===== Material for the task
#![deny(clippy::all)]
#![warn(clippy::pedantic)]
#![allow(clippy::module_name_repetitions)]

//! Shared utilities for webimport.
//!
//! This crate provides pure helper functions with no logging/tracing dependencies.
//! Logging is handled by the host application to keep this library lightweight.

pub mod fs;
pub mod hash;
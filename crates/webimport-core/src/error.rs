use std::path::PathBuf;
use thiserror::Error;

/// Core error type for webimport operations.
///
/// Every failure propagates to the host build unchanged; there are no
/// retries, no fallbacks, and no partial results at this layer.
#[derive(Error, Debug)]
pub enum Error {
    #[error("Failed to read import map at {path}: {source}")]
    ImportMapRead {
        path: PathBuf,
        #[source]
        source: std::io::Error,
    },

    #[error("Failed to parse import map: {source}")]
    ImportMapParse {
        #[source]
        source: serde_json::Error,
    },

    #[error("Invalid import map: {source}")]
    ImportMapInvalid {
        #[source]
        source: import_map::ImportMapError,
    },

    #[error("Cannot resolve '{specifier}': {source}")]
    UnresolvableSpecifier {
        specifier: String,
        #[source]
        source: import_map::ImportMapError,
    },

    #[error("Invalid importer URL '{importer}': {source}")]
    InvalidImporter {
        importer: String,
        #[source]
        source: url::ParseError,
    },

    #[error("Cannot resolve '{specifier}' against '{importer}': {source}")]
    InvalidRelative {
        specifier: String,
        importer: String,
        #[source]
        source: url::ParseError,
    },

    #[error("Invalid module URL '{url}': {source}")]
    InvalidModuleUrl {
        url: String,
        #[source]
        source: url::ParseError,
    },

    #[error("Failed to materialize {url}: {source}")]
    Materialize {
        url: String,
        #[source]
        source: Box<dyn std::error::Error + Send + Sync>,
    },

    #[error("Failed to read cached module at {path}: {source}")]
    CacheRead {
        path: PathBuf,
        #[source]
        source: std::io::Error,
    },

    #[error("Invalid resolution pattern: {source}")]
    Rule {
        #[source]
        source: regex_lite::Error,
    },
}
==========
===== Material for the task
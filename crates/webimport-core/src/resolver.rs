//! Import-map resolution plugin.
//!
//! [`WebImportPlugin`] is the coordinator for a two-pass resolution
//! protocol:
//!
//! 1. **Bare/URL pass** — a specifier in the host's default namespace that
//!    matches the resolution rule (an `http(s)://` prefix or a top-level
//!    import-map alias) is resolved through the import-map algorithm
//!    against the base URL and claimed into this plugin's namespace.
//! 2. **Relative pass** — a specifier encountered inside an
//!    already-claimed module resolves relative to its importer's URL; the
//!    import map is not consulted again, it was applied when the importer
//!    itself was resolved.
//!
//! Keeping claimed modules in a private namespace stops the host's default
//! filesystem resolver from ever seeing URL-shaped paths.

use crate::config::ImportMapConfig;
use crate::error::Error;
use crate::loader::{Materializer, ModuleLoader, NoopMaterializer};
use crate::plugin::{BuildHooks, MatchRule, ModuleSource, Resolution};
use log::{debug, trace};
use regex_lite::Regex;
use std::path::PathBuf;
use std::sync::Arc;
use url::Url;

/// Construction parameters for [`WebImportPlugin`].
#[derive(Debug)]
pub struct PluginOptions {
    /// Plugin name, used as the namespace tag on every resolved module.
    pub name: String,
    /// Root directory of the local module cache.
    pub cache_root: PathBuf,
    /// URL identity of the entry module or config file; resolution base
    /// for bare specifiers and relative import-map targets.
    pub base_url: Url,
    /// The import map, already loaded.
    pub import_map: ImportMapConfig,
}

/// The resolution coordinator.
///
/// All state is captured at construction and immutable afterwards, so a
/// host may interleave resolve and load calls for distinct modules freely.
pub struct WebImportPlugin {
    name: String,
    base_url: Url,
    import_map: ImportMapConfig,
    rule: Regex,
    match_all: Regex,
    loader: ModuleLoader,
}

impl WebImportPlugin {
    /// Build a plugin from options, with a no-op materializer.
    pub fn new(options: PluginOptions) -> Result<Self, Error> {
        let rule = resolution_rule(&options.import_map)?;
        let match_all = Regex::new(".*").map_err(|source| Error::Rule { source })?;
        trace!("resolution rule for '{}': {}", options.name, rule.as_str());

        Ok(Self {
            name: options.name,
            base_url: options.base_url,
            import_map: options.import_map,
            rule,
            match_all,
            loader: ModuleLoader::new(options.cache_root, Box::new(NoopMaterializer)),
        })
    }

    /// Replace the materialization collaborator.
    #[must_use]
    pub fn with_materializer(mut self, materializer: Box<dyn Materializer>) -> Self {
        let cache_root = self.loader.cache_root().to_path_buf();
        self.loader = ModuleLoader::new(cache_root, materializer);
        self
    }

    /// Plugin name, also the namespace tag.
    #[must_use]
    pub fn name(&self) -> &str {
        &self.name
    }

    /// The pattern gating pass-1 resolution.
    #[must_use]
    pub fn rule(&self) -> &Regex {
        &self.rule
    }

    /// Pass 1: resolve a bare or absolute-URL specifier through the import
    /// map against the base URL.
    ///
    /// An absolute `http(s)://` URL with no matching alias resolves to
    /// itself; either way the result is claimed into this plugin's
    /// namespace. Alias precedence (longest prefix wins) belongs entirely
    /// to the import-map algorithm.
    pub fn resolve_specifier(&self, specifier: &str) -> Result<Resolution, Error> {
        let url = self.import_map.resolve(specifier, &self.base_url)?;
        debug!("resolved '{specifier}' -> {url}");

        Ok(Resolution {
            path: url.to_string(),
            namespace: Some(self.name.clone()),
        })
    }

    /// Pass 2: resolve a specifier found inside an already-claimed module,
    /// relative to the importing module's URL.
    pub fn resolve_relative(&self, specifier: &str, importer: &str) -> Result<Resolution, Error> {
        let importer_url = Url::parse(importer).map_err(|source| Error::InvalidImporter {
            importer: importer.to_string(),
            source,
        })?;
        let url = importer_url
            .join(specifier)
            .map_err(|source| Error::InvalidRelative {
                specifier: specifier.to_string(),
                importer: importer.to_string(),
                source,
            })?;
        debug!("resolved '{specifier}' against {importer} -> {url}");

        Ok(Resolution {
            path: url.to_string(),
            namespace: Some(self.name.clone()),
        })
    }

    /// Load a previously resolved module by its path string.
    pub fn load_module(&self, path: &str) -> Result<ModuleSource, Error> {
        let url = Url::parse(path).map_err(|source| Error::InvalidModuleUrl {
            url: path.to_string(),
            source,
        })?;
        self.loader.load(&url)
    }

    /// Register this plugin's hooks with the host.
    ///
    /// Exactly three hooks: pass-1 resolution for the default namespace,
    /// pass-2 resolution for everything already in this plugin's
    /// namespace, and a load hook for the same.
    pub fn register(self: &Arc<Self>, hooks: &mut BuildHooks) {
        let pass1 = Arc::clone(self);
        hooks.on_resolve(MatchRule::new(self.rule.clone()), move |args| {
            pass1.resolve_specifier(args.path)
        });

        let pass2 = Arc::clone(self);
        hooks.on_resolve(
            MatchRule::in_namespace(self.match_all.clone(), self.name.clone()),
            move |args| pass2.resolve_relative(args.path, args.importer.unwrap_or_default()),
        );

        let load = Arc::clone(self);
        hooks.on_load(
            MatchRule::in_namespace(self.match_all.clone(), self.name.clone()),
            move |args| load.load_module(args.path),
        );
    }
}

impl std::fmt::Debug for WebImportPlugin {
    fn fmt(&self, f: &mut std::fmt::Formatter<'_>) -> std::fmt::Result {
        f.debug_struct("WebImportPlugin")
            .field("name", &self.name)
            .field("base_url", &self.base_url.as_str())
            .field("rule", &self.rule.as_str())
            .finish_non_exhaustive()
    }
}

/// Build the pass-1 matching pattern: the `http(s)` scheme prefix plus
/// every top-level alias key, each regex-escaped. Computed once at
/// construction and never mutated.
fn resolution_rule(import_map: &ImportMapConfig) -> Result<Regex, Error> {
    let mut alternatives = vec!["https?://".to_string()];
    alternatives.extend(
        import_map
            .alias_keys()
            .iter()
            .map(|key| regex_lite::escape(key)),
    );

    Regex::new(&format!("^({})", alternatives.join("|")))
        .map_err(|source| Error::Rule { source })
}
==========
Reading through the records above, report each line in which the string "NoopMaterializer" is found.

use crate::loader::{Materializer, ModuleLoader, NoopMaterializer};
            loader: ModuleLoader::new(options.cache_root, Box::new(NoopMaterializer)),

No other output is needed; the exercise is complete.